(Dataset entries)
◆ ◆ ◆ ◆ ◆
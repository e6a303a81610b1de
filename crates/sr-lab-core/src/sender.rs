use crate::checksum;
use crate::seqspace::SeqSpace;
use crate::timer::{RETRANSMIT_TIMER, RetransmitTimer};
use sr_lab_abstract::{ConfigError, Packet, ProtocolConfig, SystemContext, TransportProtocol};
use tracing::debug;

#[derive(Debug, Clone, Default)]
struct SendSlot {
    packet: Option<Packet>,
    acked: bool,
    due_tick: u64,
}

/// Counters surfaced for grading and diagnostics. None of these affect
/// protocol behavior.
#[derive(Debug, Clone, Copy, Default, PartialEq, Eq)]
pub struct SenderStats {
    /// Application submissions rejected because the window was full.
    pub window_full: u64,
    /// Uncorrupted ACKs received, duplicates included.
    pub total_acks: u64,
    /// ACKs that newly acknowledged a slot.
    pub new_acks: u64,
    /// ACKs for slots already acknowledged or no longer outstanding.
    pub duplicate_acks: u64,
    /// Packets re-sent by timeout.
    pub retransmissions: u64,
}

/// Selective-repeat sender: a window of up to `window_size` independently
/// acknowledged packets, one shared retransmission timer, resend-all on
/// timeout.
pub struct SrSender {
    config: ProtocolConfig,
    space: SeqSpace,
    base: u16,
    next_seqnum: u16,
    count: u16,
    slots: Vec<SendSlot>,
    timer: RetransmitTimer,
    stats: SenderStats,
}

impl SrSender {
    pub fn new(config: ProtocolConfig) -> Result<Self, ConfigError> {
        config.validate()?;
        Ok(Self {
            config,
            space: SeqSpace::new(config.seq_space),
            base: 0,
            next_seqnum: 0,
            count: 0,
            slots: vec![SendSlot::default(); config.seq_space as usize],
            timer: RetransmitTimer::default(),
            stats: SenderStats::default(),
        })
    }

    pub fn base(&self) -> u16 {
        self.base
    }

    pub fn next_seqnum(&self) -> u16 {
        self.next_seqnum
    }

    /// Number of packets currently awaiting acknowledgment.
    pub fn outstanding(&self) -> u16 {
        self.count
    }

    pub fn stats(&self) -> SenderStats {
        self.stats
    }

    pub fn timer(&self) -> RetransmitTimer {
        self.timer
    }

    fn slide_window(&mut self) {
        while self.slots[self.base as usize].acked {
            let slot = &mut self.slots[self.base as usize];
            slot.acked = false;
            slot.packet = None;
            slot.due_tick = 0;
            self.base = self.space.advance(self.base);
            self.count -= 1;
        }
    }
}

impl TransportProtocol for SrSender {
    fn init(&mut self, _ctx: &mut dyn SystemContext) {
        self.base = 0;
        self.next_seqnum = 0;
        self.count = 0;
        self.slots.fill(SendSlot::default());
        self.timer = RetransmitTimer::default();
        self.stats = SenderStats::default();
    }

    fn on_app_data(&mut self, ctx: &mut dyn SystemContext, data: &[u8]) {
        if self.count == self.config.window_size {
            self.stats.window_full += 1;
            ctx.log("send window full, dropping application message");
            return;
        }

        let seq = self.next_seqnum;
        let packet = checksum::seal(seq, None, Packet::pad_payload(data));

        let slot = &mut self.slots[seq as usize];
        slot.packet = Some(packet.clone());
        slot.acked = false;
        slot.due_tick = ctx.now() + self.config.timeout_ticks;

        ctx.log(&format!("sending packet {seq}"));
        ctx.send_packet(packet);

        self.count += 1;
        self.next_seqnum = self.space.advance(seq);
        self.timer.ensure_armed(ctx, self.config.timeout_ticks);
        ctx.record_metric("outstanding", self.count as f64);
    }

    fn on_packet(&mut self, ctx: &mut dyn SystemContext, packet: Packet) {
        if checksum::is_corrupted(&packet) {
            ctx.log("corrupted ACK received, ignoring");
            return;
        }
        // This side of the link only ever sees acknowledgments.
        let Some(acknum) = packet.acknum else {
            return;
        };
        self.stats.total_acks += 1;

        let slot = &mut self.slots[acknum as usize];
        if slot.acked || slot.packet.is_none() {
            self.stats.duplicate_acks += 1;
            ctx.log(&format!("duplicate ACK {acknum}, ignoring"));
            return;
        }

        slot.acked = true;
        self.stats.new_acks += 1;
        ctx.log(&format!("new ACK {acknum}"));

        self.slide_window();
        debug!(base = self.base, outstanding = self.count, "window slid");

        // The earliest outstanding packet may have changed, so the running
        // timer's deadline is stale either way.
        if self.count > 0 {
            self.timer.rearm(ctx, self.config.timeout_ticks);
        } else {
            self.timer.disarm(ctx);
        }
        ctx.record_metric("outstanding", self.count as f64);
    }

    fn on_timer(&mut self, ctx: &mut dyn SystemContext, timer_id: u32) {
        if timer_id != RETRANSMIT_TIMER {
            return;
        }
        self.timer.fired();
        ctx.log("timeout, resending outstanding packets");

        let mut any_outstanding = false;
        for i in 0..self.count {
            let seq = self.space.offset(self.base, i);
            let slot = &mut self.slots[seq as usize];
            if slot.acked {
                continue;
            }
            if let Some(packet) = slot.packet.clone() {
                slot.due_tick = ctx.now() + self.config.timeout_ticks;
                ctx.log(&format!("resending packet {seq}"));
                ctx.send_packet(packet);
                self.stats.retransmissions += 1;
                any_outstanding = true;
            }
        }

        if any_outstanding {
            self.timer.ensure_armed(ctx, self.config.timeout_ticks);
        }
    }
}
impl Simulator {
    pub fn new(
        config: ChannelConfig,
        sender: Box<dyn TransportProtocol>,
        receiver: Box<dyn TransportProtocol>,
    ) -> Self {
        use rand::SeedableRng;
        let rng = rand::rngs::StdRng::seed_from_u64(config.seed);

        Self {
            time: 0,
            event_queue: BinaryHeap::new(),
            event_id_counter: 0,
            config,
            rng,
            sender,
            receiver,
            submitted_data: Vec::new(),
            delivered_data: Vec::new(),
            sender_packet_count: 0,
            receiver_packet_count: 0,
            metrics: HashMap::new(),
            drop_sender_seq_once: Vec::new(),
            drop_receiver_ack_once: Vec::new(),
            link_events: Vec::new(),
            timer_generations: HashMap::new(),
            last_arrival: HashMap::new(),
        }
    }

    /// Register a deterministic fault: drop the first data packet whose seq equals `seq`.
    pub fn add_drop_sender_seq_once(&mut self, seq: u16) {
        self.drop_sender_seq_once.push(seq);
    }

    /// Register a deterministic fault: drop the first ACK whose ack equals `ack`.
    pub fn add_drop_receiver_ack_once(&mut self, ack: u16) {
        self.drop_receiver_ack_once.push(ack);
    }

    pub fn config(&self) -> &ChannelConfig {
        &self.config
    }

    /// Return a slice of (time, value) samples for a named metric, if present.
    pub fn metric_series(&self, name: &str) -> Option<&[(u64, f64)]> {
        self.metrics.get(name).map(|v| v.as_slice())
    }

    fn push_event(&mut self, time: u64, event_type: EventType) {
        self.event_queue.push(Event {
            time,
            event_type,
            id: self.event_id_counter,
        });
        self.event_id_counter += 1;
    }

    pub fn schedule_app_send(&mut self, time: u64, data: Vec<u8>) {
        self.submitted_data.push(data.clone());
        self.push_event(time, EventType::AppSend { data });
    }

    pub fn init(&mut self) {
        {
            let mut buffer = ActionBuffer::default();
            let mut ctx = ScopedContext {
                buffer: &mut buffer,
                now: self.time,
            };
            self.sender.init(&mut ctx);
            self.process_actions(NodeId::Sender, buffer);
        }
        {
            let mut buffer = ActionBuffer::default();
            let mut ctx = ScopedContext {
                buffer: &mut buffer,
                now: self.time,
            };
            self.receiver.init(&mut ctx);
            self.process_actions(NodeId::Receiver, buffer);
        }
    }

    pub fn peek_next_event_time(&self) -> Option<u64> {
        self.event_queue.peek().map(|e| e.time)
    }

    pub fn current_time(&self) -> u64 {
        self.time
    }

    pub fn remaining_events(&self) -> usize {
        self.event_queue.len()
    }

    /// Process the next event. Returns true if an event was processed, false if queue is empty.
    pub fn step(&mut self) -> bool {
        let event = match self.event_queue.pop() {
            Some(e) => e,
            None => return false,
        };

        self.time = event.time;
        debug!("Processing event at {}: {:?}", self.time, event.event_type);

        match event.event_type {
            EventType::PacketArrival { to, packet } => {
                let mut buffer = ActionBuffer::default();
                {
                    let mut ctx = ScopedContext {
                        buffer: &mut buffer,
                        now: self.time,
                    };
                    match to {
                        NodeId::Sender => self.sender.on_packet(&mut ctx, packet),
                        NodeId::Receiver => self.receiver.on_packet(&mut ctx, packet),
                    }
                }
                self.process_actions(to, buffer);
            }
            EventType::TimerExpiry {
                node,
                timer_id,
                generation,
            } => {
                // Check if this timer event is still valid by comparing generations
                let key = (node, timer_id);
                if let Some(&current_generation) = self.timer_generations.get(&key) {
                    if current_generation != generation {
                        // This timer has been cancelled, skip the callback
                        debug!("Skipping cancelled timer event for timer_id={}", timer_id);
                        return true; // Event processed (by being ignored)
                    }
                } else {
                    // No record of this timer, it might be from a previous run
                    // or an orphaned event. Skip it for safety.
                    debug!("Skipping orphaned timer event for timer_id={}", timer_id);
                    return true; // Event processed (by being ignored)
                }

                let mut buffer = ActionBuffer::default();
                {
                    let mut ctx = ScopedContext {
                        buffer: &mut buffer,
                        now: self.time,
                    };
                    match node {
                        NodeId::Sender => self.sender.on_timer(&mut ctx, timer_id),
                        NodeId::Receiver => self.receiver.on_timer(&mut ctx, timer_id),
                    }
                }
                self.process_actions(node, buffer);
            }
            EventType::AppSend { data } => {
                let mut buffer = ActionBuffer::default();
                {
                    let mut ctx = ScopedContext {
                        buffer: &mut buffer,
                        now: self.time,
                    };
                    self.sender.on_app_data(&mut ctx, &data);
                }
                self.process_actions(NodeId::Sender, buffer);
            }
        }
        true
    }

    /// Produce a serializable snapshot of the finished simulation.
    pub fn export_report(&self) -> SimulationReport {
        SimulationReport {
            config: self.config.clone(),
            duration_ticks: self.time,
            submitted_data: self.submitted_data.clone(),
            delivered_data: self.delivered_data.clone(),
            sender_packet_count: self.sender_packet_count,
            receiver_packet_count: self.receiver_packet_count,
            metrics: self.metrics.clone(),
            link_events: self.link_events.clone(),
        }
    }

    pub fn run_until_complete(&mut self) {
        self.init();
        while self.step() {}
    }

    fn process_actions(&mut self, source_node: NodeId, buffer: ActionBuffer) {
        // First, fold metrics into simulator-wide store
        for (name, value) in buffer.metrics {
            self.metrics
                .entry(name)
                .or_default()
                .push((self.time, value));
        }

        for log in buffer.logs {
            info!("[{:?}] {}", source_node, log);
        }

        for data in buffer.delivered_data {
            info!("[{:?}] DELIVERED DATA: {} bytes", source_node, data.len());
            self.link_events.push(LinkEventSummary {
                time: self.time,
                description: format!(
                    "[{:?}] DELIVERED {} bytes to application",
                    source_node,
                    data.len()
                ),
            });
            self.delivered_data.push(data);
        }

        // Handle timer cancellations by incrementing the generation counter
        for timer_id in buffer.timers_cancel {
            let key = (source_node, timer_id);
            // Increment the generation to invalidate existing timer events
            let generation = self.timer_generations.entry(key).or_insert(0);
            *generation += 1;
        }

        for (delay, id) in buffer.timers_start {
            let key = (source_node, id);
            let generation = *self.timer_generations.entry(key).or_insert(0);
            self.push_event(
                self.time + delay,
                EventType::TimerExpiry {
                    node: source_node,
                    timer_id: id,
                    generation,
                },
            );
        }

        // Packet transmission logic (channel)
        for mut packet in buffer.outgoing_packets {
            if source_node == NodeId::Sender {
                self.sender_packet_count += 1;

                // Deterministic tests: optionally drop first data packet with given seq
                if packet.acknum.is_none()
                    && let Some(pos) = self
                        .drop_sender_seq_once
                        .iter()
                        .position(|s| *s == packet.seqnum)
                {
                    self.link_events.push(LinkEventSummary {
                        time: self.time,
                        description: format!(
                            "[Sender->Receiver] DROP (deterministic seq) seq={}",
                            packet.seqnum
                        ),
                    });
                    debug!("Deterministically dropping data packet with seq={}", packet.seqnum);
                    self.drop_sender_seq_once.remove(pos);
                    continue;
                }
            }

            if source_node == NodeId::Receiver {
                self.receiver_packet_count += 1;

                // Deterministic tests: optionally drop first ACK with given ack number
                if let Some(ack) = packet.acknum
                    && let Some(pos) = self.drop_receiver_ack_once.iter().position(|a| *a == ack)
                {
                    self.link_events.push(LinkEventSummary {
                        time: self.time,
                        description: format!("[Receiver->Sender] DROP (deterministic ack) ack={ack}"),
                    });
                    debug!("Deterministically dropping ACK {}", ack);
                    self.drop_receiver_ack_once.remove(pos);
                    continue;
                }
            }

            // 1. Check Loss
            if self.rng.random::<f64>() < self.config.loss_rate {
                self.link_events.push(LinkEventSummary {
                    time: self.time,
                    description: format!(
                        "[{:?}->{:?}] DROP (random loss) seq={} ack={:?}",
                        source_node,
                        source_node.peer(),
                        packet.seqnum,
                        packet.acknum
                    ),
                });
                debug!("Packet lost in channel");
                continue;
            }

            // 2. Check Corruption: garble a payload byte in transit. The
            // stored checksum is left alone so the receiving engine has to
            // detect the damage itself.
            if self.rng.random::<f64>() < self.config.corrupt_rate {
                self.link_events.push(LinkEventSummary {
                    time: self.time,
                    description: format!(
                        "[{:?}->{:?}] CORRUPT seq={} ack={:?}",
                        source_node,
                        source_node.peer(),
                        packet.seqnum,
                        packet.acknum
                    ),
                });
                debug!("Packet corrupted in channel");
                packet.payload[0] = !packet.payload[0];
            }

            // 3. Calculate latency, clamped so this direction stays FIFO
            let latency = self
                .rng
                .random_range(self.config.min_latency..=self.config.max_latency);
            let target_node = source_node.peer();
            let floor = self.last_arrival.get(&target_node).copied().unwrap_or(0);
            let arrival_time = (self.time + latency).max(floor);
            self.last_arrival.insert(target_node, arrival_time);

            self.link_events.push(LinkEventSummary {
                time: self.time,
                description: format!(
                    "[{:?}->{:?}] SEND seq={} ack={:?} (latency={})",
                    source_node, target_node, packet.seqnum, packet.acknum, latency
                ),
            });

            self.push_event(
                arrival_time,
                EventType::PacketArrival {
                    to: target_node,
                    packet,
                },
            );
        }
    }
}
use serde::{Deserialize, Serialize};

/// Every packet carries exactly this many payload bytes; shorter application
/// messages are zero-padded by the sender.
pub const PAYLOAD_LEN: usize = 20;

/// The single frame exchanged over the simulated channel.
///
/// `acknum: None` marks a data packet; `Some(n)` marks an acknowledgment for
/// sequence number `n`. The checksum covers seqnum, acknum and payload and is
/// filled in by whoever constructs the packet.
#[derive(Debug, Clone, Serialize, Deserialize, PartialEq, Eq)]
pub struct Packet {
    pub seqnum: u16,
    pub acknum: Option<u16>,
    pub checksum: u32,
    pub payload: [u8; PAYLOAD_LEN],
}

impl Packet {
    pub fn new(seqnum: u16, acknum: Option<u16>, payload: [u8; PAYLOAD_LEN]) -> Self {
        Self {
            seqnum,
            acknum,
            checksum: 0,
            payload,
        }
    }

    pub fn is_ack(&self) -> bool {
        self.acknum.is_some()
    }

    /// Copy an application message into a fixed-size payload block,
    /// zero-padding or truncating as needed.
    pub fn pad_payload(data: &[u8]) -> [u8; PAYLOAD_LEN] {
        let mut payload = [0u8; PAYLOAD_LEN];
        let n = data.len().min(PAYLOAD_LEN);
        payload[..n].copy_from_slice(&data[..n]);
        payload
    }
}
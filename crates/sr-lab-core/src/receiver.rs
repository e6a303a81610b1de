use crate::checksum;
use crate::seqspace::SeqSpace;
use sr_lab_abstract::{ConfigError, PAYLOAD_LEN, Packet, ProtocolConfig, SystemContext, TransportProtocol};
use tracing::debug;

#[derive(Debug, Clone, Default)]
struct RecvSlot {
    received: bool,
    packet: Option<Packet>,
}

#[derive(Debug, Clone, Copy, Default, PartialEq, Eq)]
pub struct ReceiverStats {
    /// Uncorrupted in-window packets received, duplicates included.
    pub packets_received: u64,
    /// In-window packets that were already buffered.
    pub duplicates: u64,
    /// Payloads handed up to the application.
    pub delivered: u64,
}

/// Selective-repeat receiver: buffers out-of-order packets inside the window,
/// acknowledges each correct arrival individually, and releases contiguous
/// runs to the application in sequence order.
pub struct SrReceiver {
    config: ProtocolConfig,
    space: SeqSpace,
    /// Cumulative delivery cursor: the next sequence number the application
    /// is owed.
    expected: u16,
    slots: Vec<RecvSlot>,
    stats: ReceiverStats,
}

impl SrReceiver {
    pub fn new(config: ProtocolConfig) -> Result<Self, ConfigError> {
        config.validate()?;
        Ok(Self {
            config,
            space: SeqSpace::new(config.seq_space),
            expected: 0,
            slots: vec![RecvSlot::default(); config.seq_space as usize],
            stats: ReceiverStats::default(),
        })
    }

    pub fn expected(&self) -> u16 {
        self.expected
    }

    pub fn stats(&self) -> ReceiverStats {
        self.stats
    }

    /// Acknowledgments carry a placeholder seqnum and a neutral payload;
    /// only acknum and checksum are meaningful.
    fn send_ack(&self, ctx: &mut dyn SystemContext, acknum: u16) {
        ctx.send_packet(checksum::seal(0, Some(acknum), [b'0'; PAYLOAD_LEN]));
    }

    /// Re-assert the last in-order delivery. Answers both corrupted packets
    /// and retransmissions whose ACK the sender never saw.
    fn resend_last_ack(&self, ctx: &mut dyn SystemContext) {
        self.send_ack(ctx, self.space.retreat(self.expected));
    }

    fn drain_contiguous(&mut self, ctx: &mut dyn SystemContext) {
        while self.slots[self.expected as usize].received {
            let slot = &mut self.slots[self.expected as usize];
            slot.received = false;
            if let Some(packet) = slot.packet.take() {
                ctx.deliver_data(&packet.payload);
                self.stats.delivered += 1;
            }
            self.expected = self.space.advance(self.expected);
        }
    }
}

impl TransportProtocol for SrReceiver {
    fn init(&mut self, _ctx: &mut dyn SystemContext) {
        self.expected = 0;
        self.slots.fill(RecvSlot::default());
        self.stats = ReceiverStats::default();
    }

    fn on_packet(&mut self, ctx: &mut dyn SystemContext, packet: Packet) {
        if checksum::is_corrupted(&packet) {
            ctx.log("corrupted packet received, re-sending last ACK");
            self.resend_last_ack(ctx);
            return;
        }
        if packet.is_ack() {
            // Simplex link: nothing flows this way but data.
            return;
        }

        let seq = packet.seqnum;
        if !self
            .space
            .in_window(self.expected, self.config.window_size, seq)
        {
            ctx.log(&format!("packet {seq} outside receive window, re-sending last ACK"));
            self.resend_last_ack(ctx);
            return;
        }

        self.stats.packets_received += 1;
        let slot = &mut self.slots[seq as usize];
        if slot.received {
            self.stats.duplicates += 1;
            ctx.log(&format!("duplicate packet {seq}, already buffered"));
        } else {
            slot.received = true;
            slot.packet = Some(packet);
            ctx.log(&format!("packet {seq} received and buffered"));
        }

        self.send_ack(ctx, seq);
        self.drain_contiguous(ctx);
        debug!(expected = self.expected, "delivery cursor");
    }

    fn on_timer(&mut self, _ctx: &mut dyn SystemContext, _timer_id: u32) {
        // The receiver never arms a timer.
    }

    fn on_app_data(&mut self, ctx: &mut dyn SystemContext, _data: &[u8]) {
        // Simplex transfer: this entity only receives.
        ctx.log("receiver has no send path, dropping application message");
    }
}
◆ ◆ ◆ ◆ ◆
→ **AIM OF THE EXERCISE**
A count is needed of the lines above that hold the word "sequence"; give that count and no other text.

→ **WRITTEN RESPONSE**
3